R/histogramArray.R

Defines functions histogramArray

Documented in histogramArray

#' Produces an array of histograms to compare against the histogram of
#' residuals for a fitted linear model.
#'
#' The histogram of the model \code{x} appears in the top-left
#' position. For each of the other histograms, the fitted values of
#' \code{x} are taken and normal random errors are added to these.
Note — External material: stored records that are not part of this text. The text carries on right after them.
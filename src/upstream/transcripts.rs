//! Transcript adapter
//!
//! Lists the caption tracks of a video, picks the best match for a prioritized
//! list of language codes, and fetches (optionally machine-translated) timed
//! text. The data flow against YouTube is:
//!
//! 1. watch page HTML, to obtain the innertube API key (and clear the consent
//!    interstitial when it shows up);
//! 2. innertube `player` call, which carries the caption track list;
//! 3. the timed text URL of the selected track.

use async_trait::async_trait;
use log::{debug, warn};
use regex::Regex;
use reqwest::cookie::Jar;
use serde::Serialize;
use serde_json::Value;
use std::sync::{Arc, OnceLock};
use std::time::Duration;

use super::error::UpstreamError;
use super::timedtext::TimedTextParser;

const WATCH_URL: &str = "https://www.youtube.com/watch";
const INNERTUBE_PLAYER_URL: &str = "https://www.youtube.com/youtubei/v1/player";
const INNERTUBE_CLIENT_NAME: &str = "ANDROID";
const INNERTUBE_CLIENT_VERSION: &str = "20.10.38";

/// One timed segment of a transcript
#[derive(Debug, Clone, PartialEq, Serialize)]
pub struct TranscriptSnippet {
    pub text: String,
    pub start: f64,
    pub duration: f64,
}

/// A language a transcript can be machine-translated into
#[derive(Debug, Clone, PartialEq, Serialize)]
pub struct TranslationLanguage {
    pub language: String,
    pub language_code: String,
}

/// An available (not yet fetched) caption track
#[derive(Debug, Clone, PartialEq)]
pub struct TranscriptTrack {
    pub video_id: String,
    pub language: String,
    pub language_code: String,
    pub is_generated: bool,
    pub translation_languages: Vec<TranslationLanguage>,
    pub(crate) url: String,
}

impl TranscriptTrack {
    pub fn new(
        video_id: impl Into<String>,
        language: impl Into<String>,
        language_code: impl Into<String>,
        is_generated: bool,
        translation_languages: Vec<TranslationLanguage>,
        url: impl Into<String>,
    ) -> Self {
        Self {
            video_id: video_id.into(),
            language: language.into(),
            language_code: language_code.into(),
            is_generated,
            translation_languages,
            url: url.into(),
        }
    }

    pub fn is_translatable(&self) -> bool {
        !self.translation_languages.is_empty()
    }

    /// Timed text URL of this track
    pub fn url(&self) -> &str {
        &self.url
    }

    /// Derive the track machine-translated into `language_code`
    pub fn translate(&self, language_code: &str) -> Result<TranscriptTrack, UpstreamError> {
        if !self.is_translatable() {
            return Err(UpstreamError::NotTranslatable(self.video_id.clone()));
        }

        let target = self
            .translation_languages
            .iter()
            .find(|l| l.language_code == language_code)
            .ok_or_else(|| UpstreamError::TranslationLanguageNotAvailable(language_code.to_string()))?;

        Ok(TranscriptTrack {
            video_id: self.video_id.clone(),
            language: target.language.clone(),
            language_code: target.language_code.clone(),
            is_generated: true,
            translation_languages: Vec::new(),
            url: format!("{}&tlang={}", self.url, language_code),
        })
    }
}
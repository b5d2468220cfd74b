// Upstream adapter errors
//
// Every failure an adapter can report. Route handlers convert these into HTTP
// responses; only `VideoNotFound` gets a dedicated status code.

use thiserror::Error;

/// Errors raised by the metadata and transcript adapters
#[derive(Error, Debug, Clone, PartialEq)]
pub enum UpstreamError {
    /// The metadata provider returned an empty result set
    #[error("Video not found: {0}")]
    VideoNotFound(String),

    /// Transport-level failure (connect, DNS, timeout, body read)
    #[error("HTTP error: {0}")]
    Http(String),

    /// The provider answered with a non-success status
    #[error("Provider returned HTTP {status}: {message}")]
    Api { status: u16, message: String },

    /// The provider answered but the payload was not what we expect
    #[error("Malformed provider response: {0}")]
    Malformed(String),

    /// Subtitles are disabled for this video
    #[error("Subtitles are disabled for video {0}")]
    TranscriptsDisabled(String),

    /// None of the requested language codes has a transcript
    #[error(
        "No transcript found for video {video_id} in any of the requested languages {requested:?} (available: {available:?})"
    )]
    NoTranscriptFound {
        video_id: String,
        requested: Vec<String>,
        available: Vec<String>,
    },

    /// The selected source transcript cannot be translated
    #[error("Transcript for video {0} is not translatable")]
    NotTranslatable(String),

    /// The target language is not offered for the selected transcript
    #[error("Translation language '{0}' is not available for this transcript")]
    TranslationLanguageNotAvailable(String),

    /// The video no longer exists
    #[error("Video {0} is unavailable")]
    VideoUnavailable(String),

    /// The video exists but cannot be played
    #[error("Video {video_id} is unplayable: {reason}")]
    VideoUnplayable { video_id: String, reason: String },

    /// YouTube refused the request (bot check, captcha, rate limit)
    #[error("YouTube is blocking requests for video {0}")]
    RequestBlocked(String),

    /// The video is age restricted and needs a signed-in session
    #[error("Video {0} is age restricted")]
    AgeRestricted(String),

    /// The timed text URL requires a proof-of-origin token
    #[error("Transcript for video {0} requires a PO token")]
    PoTokenRequired(String),

    /// The consent interstitial could not be cleared
    #[error("Failed to accept the YouTube consent page for video {0}")]
    ConsentRequired(String),
}

impl UpstreamError {
    /// Create an Http error from anything printable
    pub fn http<S: Into<String>>(msg: S) -> Self {
        Self::Http(msg.into())
    }

    /// Create a Malformed error from anything printable
    pub fn malformed<S: Into<String>>(msg: S) -> Self {
        Self::Malformed(msg.into())
    }

    /// Short label used for metrics
    pub fn kind(&self) -> &'static str {
        match self {
            UpstreamError::VideoNotFound(_) => "not_found",
            UpstreamError::Http(_) => "http",
            UpstreamError::Api { .. } => "api",
            UpstreamError::Malformed(_) => "malformed",
            UpstreamError::RequestBlocked(_) | UpstreamError::ConsentRequired(_) => "blocked",
            _ => "transcript",
        }
    }
}

impl From<reqwest::Error> for UpstreamError {
    fn from(err: reqwest::Error) -> Self {
        if err.is_timeout() {
            UpstreamError::Http(format!("request timed out: {}", err))
        } else if err.is_decode() {
            UpstreamError::Malformed(err.to_string())
        } else {
            UpstreamError::Http(err.to_string())
        }
    }
}
// API key middleware for the gateway
//
// Every request must carry the configured header with the configured secret,
// except requests to public paths (`/health`) and OPTIONS requests, which are
// always allowed to support CORS pre-flight requests.

use actix_web::{
    body::EitherBody,
    dev::{forward_ready, Service, ServiceRequest, ServiceResponse, Transform},
    http::Method,
    Error, ResponseError,
};
use futures::future::{ok, LocalBoxFuture, Ready};
use log::{debug, info, warn};

use crate::config::AuthConfig;
use crate::error::GatewayError;
use crate::metrics::Metrics;

/// Paths served without an API key
pub const PUBLIC_PATHS: [&str; 1] = ["/health"];

/// Middleware factory for the API key check
#[derive(Clone)]
pub struct ApiKeyGate {
    config: AuthConfig,
    metrics: Metrics,
}

impl ApiKeyGate {
    pub fn new(config: AuthConfig, metrics: Metrics) -> Self {
        Self { config, metrics }
    }
}

impl<S, B> Transform<S, ServiceRequest> for ApiKeyGate
where
    S: Service<ServiceRequest, Response = ServiceResponse<B>, Error = Error>,
    S::Future: 'static,
    B: 'static,
{
    type Response = ServiceResponse<EitherBody<B>>;
    type Error = Error;
    type InitError = ();
    type Transform = ApiKeyGateMiddleware<S>;
    type Future = Ready<Result<Self::Transform, Self::InitError>>;

    fn new_transform(&self, service: S) -> Self::Future {
        info!(
            "API key check enabled on header '{}'",
            self.config.header_name
        );
        ok(ApiKeyGateMiddleware {
            service,
            config: self.config.clone(),
            metrics: self.metrics.clone(),
        })
    }
}

/// API key middleware implementation
pub struct ApiKeyGateMiddleware<S> {
    service: S,
    config: AuthConfig,
    metrics: Metrics,
}

impl<S, B> Service<ServiceRequest> for ApiKeyGateMiddleware<S>
where
    S: Service<ServiceRequest, Response = ServiceResponse<B>, Error = Error>,
    S::Future: 'static,
    B: 'static,
{
    type Response = ServiceResponse<EitherBody<B>>;
    type Error = Error;
    type Future = LocalBoxFuture<'static, Result<Self::Response, Self::Error>>;

    forward_ready!(service);

    fn call(&self, req: ServiceRequest) -> Self::Future {
        if req.method() == Method::OPTIONS || PUBLIC_PATHS.contains(&req.path()) {
            debug!("{} {} - bypassing API key check", req.method(), req.path());
            let fut = self.service.call(req);
            return Box::pin(async move { Ok(fut.await?.map_into_left_body()) });
        }

        let metrics = self.metrics.clone();

        if let Err(error) = authenticate(&req, &self.config) {
            return Box::pin(async move {
                metrics.record_auth_attempt("failure").await;
                let response = error.error_response();
                Ok(req.into_response(response).map_into_right_body())
            });
        }

        let fut = self.service.call(req);
        Box::pin(async move {
            metrics.record_auth_attempt("success").await;
            Ok(fut.await?.map_into_left_body())
        })
    }
}

/// Check the configured header against the configured secret
fn authenticate(req: &ServiceRequest, config: &AuthConfig) -> Result<(), GatewayError> {
    let Some(value) = req.headers().get(config.header_name.as_str()) else {
        warn!(
            "Missing {} header on {} {}",
            config.header_name,
            req.method(),
            req.path()
        );
        return Err(GatewayError::Forbidden);
    };

    if constant_time_compare(value.as_bytes(), config.api_key.as_bytes()) {
        Ok(())
    } else {
        warn!(
            "Invalid API key presented on {} {}",
            req.method(),
            req.path()
        );
        Err(GatewayError::Forbidden)
    }
}

/// Byte comparison whose duration does not depend on where the inputs differ
fn constant_time_compare(a: &[u8], b: &[u8]) -> bool {
    if a.len() != b.len() {
        return false;
    }

    let mut result = 0u8;
    for (x, y) in a.iter().zip(b.iter()) {
        result |= x ^ y;
    }

    result == 0
}

#[cfg(test)]
mod tests {
    use super::*;

    #[test]
    fn test_constant_time_compare() {
        assert!(constant_time_compare(b"secret", b"secret"));
        assert!(!constant_time_compare(b"secret", b"secreT"));
        assert!(!constant_time_compare(b"secret", b"secret!"));
        assert!(!constant_time_compare(b"", b"secret"));
        assert!(constant_time_compare(b"", b""));
    }
}
// Gateway metrics
//
// Pluggable metrics exporters (Prometheus or no-op) behind a shared facade.

pub mod error;
#[allow(clippy::module_inception)]
pub mod metrics;
pub mod null;
pub mod prometheus;

#[cfg(test)]
mod tests;

pub use self::error::MetricsError;
pub use self::metrics::{
    create_metrics_exporter, create_null_exporter, create_prometheus_exporter, Metrics,
    MetricsExporter,
};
The
#' normal residual standard errors have standard error equal to the
#' estimated residual standard error of \code{x}. A model is then fitted
#' to this altered data and a histogram is produced.
#'
#' @title Histogram Array
#'
#' @param x an \code{lm} or \code{svyglm} object.
#'
#' @param n the number of additional histograms to plot alongside the original.
#'
#' @param env environment for finding data to bootstrap
#' @return No return value, called to generate plot.
#'
#' @author David Banks, Tom Elliott
#'
#' @seealso \code{\link{iNZightQQplot}}
#'
#' @export
#' @examples
#' histogramArray(lm(Sepal.Length ~ Sepal.Width + Species, data = iris))
histogramArray <- function(x, n = 7, env = parent.frame()) {
    if (isGlm(x))
        if (x$family$family != 'gaussian')
            stop('histrogramArray only works with linear models.')

  # Assumes lm model (gaussian errors only)
    n <- min(n, 11)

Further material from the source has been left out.